The subject was the star, the stars mere observers. But when talk centres on the Nature of Matter, the Nature of Life, and the presiding deity is none other than His Holiness the Dalai Lama, the celeb quotient does cease to exist.
So Hollywood heart-throbs Richard Gere, dashing in an olive T-shirt, and Goldie Hawn, floating around in a sheer golden cape, occupied the humble position of mere observer.
So, too, did Dan Goleman, author of The Emotional Intelligence, while Nobel laureate physicist Steven Chu and Eric Lander, a leading genome expert, were pegged a rung higher as participants here today.
A gathering with enough star power to generate mass hysteria elsewhere but here at McLeodganj, where life flowed at its placid pace. No heads turned when Gere and Goldie decided to walk to the Chonor guesthouse, a good 10 minutes from the Dalai Lama’s residence, after the morning session on Day 3.
Only a group of urchins showed any interest, but their sights were trained on the Rs 500 notes Boston Russel, Hawn’s 19-year-old son, was distributing with the best karma.
Back in the office of the Dalai Lama, his man Friday, the Venerable Lhakdor, tried to put things into perspective. ‘‘It’s the dialogue that should be your focus, not the people.’’ Adam Engle, the brains behind the US-based organisers Mind and Life Institute, nodded vigorously. So did Gere, every bit as good-looking in real life in the reel.
Unhappiness, he said, was what had propelled him towards Buddhism aeons ago. But wasn’t he rich, handsome and super-successful, all that was required to be happy? ‘‘You know better’’, he said, waving a hand. His goal is that of Everyman: to attain happiness and cultivate compassion.
Which is why he finds no difference between McLeodganj and Hollywood. ‘‘People are the same everywhere, with the same emotions.’’
Yes, he admitted, Dharamshala could do with a clean sweep. Two years ago, his foundation tried to do it, but to no avail. ‘‘I thought things would change, we would have one-way road, covered sewers, but nothing has changed, nothing except the DC, health officer…’’
Which is when you realise that Gere isn’t your ordinary tourist, he knows the town’s babudom inside out. Also the people. Hence, the knowledge that they alone could help themselves. ‘‘I don’t have that kind of time’’, he shrugged, trotting back to the conference hall.
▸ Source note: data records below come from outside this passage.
//! Routes `tools/call` requests to the upload and chat handlers.

use super::arguments::ToolCall;
use super::error::McpError;
use super::handlers::{RagChatHandler, UploadHandler};
use super::registry::tool_catalog;
use crate::config::AppConfig;
use crate::infrastructure::upstream::{ChatBackend, OpenWebUiClient};
use crate::types::{ContentBlock, ToolDescriptor, UploadOutcome};
use serde::{Serialize, Serializer};
use serde_json::{Value, json};
use tracing::{debug, info, warn};

/// Result of a successful tool call, in its wire shape.
#[derive(Debug, Clone, PartialEq, Eq)]
pub enum ToolOutput {
    Upload(UploadOutcome),
    Content(Vec<ContentBlock>),
}

impl Serialize for ToolOutput {
    fn serialize<S: Serializer>(&self, serializer: S) -> Result<S::Ok, S::Error> {
        match self {
            ToolOutput::Upload(outcome) => outcome.serialize(serializer),
            ToolOutput::Content(blocks) => json!({ "content": blocks }).serialize(serializer),
        }
    }
}

pub struct Dispatcher<B: ChatBackend> {
    config: AppConfig,
    chat: RagChatHandler<B>,
    upload: UploadHandler,
}

impl Dispatcher<OpenWebUiClient> {
    pub fn from_config(config: AppConfig) -> Self {
        let client = OpenWebUiClient::from_config(&config);
        Self::new(config, client)
    }
}

impl<B: ChatBackend> Dispatcher<B> {
    pub fn new(config: AppConfig, backend: B) -> Self {
        Self {
            config,
            chat: RagChatHandler::new(backend),
            upload: UploadHandler,
        }
    }

    pub fn list_tools(&self) -> &'static [ToolDescriptor] {
        tool_catalog()
    }

    /// Validate and execute one tool call.
    ///
    /// The credential check runs before any argument validation, and all
    /// validation runs before network I/O.
    pub async fn call_tool(
        &self,
        name: &str,
        arguments: Option<&Value>,
    ) -> Result<ToolOutput, McpError> {
        if !self.config.has_api_key() {
            warn!(tool = name, "Rejecting tool call: API key not set");
            return Err(McpError::invalid_request("API key not set"));
        }

        let call = ToolCall::decode(name, arguments, &self.config.default_model)
            .inspect_err(|err| debug!(tool = name, %err, "Rejected tool arguments"))?;
        info!(tool = call.name(), "Executing tool call");

        match call {
            ToolCall::UploadFile(request) => Ok(ToolOutput::Upload(self.upload.handle(&request))),
            ToolCall::ChatWithRag(request) => {
                let result = self.chat.handle(&request).await?;
                Ok(ToolOutput::Content(vec![ContentBlock::text(result.response)]))
            }
        }
    }
}
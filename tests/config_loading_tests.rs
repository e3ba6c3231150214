// Config loading tests - env file parsing and AppConfig construction
//
// Env files are parsed without touching the process environment, so these
// tests never race with each other over global state.

use openwebui_mcp_server::config::loader::read_env_file;
use openwebui_mcp_server::config::{AppConfig, ConfigError};
use openwebui_mcp_server::constants::{API_URL_ENV, FALLBACK_MODEL};
use std::fs;
use std::path::Path;
use tempfile::tempdir;

fn write_env(dir: &Path, content: &str) -> std::path::PathBuf {
    let path = dir.join(".env");
    fs::write(&path, content).expect("Failed to write .env");
    path
}

#[test]
fn returns_error_when_explicit_env_file_missing() {
    let result = AppConfig::load(Some(Path::new("/nonexistent/path/.env")));
    assert!(matches!(result, Err(ConfigError::NotFound { .. })));
}

#[test]
fn returns_error_when_env_file_malformed() {
    let dir = tempdir().expect("tempdir");
    let path = write_env(dir.path(), "this is not a valid line\n");

    let result = AppConfig::load(Some(&path));
    assert!(matches!(result, Err(ConfigError::Parse { .. })));
}

#[test]
fn env_file_values_build_config() {
    let dir = tempdir().expect("tempdir");
    let path = write_env(
        dir.path(),
        r#"
# OpenWebUI connection
OPENWEBUI_API_URL=http://localhost:3000/api
OPENWEBUI_API_KEY="sk-from-file"
DEFAULT_MODEL=llama3
"#,
    );

    let vars = read_env_file(&path).expect("parse env file");
    let config = AppConfig::from_lookup(|key| vars.get(key).cloned());

    assert_eq!(config.api_url, "http://localhost:3000/api");
    assert_eq!(config.api_key, "sk-from-file");
    assert_eq!(config.default_model, "llama3");
}

#[test]
fn env_file_without_model_uses_fallback() {
    let dir = tempdir().expect("tempdir");
    let path = write_env(dir.path(), "OPENWEBUI_API_KEY=sk\n");

    let vars = read_env_file(&path).expect("parse env file");
    let config = AppConfig::from_lookup(|key| vars.get(key).cloned());

    assert_eq!(config.api_url, "");
    assert_eq!(config.default_model, FALLBACK_MODEL);
    assert!(config.has_api_key());
}

#[test]
fn load_reads_explicit_env_file() {
    if std::env::var(API_URL_ENV).is_ok() {
        eprintln!("SKIPPED: {API_URL_ENV} is set in the process environment");
        return;
    }
    let dir = tempdir().expect("tempdir");
    let path = write_env(dir.path(), "OPENWEBUI_API_URL=http://from-file.test\n");

    let config = AppConfig::load(Some(&path)).expect("load config");
    assert_eq!(config.api_url, "http://from-file.test");
}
Goleman had a few moments, just enough to tell you that the last such dialogue in March 2000 gave him the staple for his book Destructive Emotions, due for release next January. It also gave an impetus to research on meditation at Harvard, which proved that people who meditate have much higher positive emotions than the normal.
Goldie Hawn, who’d taken a short break for tea, vouched for it. A self-confessed Indophile — ‘‘I feel happy, and at home here’’ — she called meditation her daily fix. ‘‘It helps me marshal my mind, choose the right from wrong, become a more compassionate person.’’
Later, sitting in the tankha-covered room, soaking in the sage dialogue, you realise it’s this C-word that binds these scientists, actors and monks together. Chu, a professor of physics at Stanford and a believer in no religion with a name, put it into words when he said: ‘‘All of us agree with the Dalai Lama’s belief that we should develop compassion for the world around us, for doing good is good for us as well.’’
But it was His Holiness who had the last word: No action, he declared, was good or bad, it’s the motivation that counts. Using that as the yardstick, the gathering, with the monks on the one hand and the scientists on the other, discovered that there was really no dichotomy between science and religion. None at all, if both were used for the human good. That is the bottom line.